US President Trump has approved a plan to directly arm Kurdish forces fighting in Syria, the Pentagon said on Tuesday, the 9th of May inflaming already strained ties with Turkey and putting the U.S. military a step closer to seizing a remaining Islamic State stronghold.

The decision, which was first reported by NBC, is sure to enrage Turkey, which views the Kurdish People’s Protection Units (YPG), which make up the largest share of the SDF, as an existential threat. According to the WashingtonPost, “the Trump administration — nor the Barack Obama administration before it — had not made any secret of its intention to give the Syrian Kurds a primary role in attempting to seize Raqqa. Defense officials have said repeatedly the Raqqa operation would require direct weapons shipments and upgraded equipment as local forces maneuver though minefields and other obstacles leading into the city.”

https://www.facebook.com/plugins/video.php?href=https%3A%2F%2Fwww.facebook.com%2F297459630456872%2Fvideos%2F726535304215967%2F&show_text=0&width=560

The militant group, the People’s Protection Units, known by the Kurdish abbreviation Y.P.G., is fighting alongside Syrian Arab forces against the Islamic State and is intending to expel the jihadist organization from its de facto capital in Raqqa, Syria. But Turkey considers the Y.P.G. a terrorist organization and asserts that it is closely linked to the P.K.K., a Kurdish separatist group that has waged an insurgency against the Turkish government.

Last year the Turkish leader moved military forces into northern Syria, ostensibly to fight against the Islamic State, but equally to ensure that YPG forces did not consolidate along Turkey’s southern border. More recently, Erdogan has suggested he would send Turkish troops deeper into Syria, toward Raqqa, despite American plans to support a Kurdish-dominated offensive.

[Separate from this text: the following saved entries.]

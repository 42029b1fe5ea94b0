//! Typed errors for the entity miner.
//!
//! Uses `thiserror` for library errors (not `anyhow`) so callers can tell a
//! missing template apart from a model that answered with garbage.

use thiserror::Error;

/// Errors that can occur while mining a text.
#[derive(Debug, Error)]
pub enum MinerError {
    /// Missing or malformed prompt templates
    #[error("configuration error: {0}")]
    Configuration(String),

    /// A required call parameter was empty
    #[error("invalid argument: {0}")]
    InvalidArgument(String),

    /// Model output could not be parsed or did not match the expected shape
    #[error("parse error: {0}")]
    Parse(String),

    /// Network or service failure talking to the model endpoint
    #[error("transport error: {0}")]
    Transport(#[source] Box<dyn std::error::Error + Send + Sync>),

    /// Template, vector, blob or job store failure
    #[error("storage error: {0}")]
    Storage(#[source] Box<dyn std::error::Error + Send + Sync>),

    /// Genre detection or entity extraction failed; the whole run is aborted
    #[error("workflow failed during {stage}: {source}")]
    Workflow {
        stage: &'static str,
        #[source]
        source: Box<MinerError>,
    },
}

impl MinerError {
    /// Wrap a stage failure as a fatal workflow error.
    pub fn workflow(stage: &'static str, source: MinerError) -> Self {
        Self::Workflow {
            stage,
            source: Box::new(source),
        }
    }

    /// Stable snake_case name of the error kind, as reported to callers.
    pub fn kind(&self) -> &'static str {
        match self {
            Self::Configuration(_) => "configuration_error",
            Self::InvalidArgument(_) => "invalid_argument",
            Self::Parse(_) => "parse_error",
            Self::Transport(_) => "transport_error",
            Self::Storage(_) => "storage_error",
            Self::Workflow { .. } => "workflow_error",
        }
    }

    /// Convenience constructor for storage failures described by a message.
    pub fn storage(message: impl Into<String>) -> Self {
        Self::Storage(message.into().into())
    }
}

impl From<serde_json::Error> for MinerError {
    fn from(e: serde_json::Error) -> Self {
        Self::Parse(e.to_string())
    }
}

#[cfg(feature = "hosted")]
impl From<llm_client::LlmError> for MinerError {
    fn from(e: llm_client::LlmError) -> Self {
        match e {
            llm_client::LlmError::Config(msg) => Self::InvalidArgument(msg),
            e @ llm_client::LlmError::Parse { .. } => Self::Parse(e.to_string()),
            other => Self::Transport(Box::new(other)),
        }
    }
}

/// Result type alias for miner operations.
pub type Result<T> = std::result::Result<T, MinerError>;

#[cfg(test)]
mod tests {
    use super::*;

    #[test]
    fn test_workflow_error_keeps_stage_and_cause() {
        let err = MinerError::workflow("genre", MinerError::Parse("bad json".into()));
        assert_eq!(err.kind(), "workflow_error");
        assert_eq!(
            err.to_string(),
            "workflow failed during genre: parse error: bad json"
        );
    }

    #[test]
    fn test_kinds_are_snake_case() {
        assert_eq!(
            MinerError::Configuration("x".into()).kind(),
            "configuration_error"
        );
        assert_eq!(MinerError::storage("down").kind(), "storage_error");
    }

    #[cfg(feature = "hosted")]
    #[test]
    fn test_llm_errors_map_to_kinds() {
        use llm_client::{Endpoint, LlmError};

        let api = LlmError::Api {
            endpoint: Endpoint::ChatCompletions,
            status: 503,
            body: "unavailable".into(),
        };
        assert_eq!(MinerError::from(api).kind(), "transport_error");

        let parse = LlmError::Parse {
            endpoint: Endpoint::Embeddings,
            message: "expected one embedding per input (2)".into(),
        };
        assert_eq!(MinerError::from(parse).kind(), "parse_error");
    }
}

According to Reuters, Turkey warned the United States on Wednesday that a decision to arm Kurdish forces fighting Islamic State in Syria could end up hurting Washington, and accused its NATO ally of siding with terrorists.

The rebuke came a week before President Tayyip Erdogan is due in Washington for his first meeting with U.S. President Donald Trump, who approved the arms supply to support a campaign to retake the Syrian city of Raqqa from Islamic State.

The United States regards the YPG as a valuable partner in the fight against Islamic State militants in northern Syria. Washington says that arming the Kurdish forces is necessary to recapturing Raqqa, Islamic State’s de facto capital in Syria and a hub for planning attacks against the West.

That argument holds little sway with Ankara, which worries that advances by the YPG in northern Syria could inflame the PKK insurgency on Turkish soil.

Weapons supplied to the YPG have in the past fallen into PKK hands, said Turkish Foreign Minister Mevlut Cavusoglu.

While Turkey could impose limits on the use of the Incirlik base, that would hamper operations against Islamic State, which also menaces Turkey itself and has claimed responsibility for attacks including the bombing of Istanbul airport.

Turkey could also step up air strikes on PKK targets in northern Iraq. Turkish warplanes attacked Kurdish YPG fighters in northeastern Syria and Iraq’s Sinjar region late last month.

Turkey has consistently warned that it could intervene militarily in the region. But the prevailing view was that Turkey refrained from military action so as not to confront the United States and Russia. That restraint ended April 25 when Turkish jets bombed YPG facilities at Mount Karachok, near the Syrian town of Derik, and Kurdistan Workers Party (PKK) targets near Iraq’s Sinjar.

The Economist reports that while America complains that Turkey is bombing its proxies, Turkey fumes that America is arming its enemies. Over the past couple of years, a relentless cycle of PKK attacks and brutal military reprisals has left a trail of destruction, displacement, and thousands of victims across Turkey’s Kurdish south-east.

For Barin Kayaoglu columnist for Al-Monitor, now, the million-dollar question is whether Ankara will make any moves to weaken the YPG-SDF offensive (as it did with the April 25 airstrikes), or wait out the United States, which has a habit of prematurely withdrawing from Middle Eastern conflicts and a history of abandoning Kurds?